### Goal of the exercise
Retype the material exactly, ending with the line containing "pub const ACTIVE_SECTION_LEAD: f64 = 200.0;".

### Task data

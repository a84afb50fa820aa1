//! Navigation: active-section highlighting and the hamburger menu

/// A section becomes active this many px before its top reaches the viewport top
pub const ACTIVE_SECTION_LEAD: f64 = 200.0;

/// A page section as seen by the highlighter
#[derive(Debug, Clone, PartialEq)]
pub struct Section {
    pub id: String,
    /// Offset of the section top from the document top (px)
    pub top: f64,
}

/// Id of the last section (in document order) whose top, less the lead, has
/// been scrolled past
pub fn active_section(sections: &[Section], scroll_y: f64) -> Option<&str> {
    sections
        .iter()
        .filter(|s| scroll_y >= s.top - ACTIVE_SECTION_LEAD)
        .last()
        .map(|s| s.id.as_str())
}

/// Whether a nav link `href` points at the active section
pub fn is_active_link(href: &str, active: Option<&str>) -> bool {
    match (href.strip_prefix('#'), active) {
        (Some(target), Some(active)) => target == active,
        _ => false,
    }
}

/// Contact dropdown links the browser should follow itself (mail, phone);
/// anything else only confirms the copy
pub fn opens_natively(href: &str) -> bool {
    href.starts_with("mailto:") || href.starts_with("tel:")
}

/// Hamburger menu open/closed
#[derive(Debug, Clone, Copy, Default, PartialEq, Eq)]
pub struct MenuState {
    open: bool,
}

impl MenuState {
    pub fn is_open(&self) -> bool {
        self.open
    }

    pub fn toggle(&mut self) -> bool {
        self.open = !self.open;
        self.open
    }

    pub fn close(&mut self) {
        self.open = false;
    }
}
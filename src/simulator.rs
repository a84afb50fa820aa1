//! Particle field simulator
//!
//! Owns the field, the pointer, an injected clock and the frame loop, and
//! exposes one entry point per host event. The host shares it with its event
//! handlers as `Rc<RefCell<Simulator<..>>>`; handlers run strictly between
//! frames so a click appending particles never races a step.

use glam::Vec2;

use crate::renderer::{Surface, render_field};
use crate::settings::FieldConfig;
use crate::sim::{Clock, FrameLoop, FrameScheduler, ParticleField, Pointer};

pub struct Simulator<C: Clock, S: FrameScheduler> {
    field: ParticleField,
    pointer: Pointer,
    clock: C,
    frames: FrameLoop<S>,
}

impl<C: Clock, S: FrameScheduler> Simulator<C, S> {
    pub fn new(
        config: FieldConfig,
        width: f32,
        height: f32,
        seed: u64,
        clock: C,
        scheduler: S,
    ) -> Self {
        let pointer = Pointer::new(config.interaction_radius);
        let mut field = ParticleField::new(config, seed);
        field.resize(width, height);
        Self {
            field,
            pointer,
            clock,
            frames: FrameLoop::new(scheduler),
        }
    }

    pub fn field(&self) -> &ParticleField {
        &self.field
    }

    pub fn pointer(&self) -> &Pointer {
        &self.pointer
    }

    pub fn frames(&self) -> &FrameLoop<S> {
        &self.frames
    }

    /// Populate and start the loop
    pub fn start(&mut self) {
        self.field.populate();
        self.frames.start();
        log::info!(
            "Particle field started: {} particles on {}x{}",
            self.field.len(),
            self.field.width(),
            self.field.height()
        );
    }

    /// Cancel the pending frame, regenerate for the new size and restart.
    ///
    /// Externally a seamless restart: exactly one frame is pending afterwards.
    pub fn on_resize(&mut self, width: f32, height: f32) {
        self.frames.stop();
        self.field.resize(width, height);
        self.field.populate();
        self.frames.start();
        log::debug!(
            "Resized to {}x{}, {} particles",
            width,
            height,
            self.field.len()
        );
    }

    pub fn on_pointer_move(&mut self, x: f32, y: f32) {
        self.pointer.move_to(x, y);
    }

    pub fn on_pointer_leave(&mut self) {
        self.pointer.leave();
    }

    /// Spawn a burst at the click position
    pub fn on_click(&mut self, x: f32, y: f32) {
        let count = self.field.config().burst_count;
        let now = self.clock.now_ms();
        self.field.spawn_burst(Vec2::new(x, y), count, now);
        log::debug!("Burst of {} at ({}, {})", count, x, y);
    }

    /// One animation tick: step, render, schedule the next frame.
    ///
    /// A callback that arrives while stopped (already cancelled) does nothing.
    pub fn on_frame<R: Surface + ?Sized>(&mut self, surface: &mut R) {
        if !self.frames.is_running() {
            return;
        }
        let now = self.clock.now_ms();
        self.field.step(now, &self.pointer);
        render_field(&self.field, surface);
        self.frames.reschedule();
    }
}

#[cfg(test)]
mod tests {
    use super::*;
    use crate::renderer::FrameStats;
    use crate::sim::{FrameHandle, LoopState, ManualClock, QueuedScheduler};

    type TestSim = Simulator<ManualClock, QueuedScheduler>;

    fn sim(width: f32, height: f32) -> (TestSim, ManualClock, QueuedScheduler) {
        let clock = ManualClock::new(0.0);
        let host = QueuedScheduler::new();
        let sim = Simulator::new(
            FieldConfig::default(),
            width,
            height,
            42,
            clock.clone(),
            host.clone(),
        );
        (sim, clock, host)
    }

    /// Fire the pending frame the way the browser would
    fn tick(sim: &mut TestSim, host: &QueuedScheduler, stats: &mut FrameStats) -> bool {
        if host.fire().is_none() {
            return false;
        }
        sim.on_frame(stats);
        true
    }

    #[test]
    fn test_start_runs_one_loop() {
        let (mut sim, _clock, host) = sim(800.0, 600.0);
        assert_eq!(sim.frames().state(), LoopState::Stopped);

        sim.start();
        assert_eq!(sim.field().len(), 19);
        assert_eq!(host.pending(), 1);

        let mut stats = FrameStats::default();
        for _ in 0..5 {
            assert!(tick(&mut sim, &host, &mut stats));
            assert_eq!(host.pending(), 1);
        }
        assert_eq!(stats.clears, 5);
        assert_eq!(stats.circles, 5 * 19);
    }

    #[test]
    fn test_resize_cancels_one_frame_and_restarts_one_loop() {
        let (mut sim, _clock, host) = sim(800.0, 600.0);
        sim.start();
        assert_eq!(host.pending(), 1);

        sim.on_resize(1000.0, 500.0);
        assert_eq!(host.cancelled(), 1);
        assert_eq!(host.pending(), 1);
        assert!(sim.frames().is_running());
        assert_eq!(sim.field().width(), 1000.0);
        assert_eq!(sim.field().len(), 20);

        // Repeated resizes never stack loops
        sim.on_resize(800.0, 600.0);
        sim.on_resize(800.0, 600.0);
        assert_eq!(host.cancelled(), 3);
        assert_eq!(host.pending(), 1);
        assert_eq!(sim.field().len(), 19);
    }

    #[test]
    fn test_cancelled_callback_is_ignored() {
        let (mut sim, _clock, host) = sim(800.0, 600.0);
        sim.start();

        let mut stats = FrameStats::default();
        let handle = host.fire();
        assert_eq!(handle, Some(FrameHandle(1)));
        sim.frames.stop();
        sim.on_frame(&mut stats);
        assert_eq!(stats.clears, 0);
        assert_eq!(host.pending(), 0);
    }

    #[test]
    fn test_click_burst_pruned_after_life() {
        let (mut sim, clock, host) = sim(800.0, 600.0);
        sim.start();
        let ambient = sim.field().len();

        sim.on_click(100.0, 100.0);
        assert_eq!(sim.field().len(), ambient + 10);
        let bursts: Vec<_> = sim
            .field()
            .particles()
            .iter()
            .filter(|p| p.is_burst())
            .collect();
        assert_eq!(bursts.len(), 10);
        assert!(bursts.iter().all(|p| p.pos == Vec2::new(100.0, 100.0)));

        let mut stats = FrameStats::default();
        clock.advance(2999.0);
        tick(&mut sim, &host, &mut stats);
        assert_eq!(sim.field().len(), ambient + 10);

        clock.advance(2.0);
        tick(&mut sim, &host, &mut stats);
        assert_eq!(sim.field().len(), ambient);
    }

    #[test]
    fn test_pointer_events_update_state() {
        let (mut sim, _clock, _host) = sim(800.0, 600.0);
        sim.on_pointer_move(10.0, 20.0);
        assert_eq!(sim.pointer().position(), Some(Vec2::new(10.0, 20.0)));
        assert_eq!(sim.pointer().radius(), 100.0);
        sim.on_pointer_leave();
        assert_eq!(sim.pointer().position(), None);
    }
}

### Task response
repository a84afb50fa820aa1
//! Navigation: active-section highlighting and the hamburger menu

/// A section becomes active this many px before its top reaches the viewport top
pub const ACTIVE_SECTION_LEAD: f64 = 200.0;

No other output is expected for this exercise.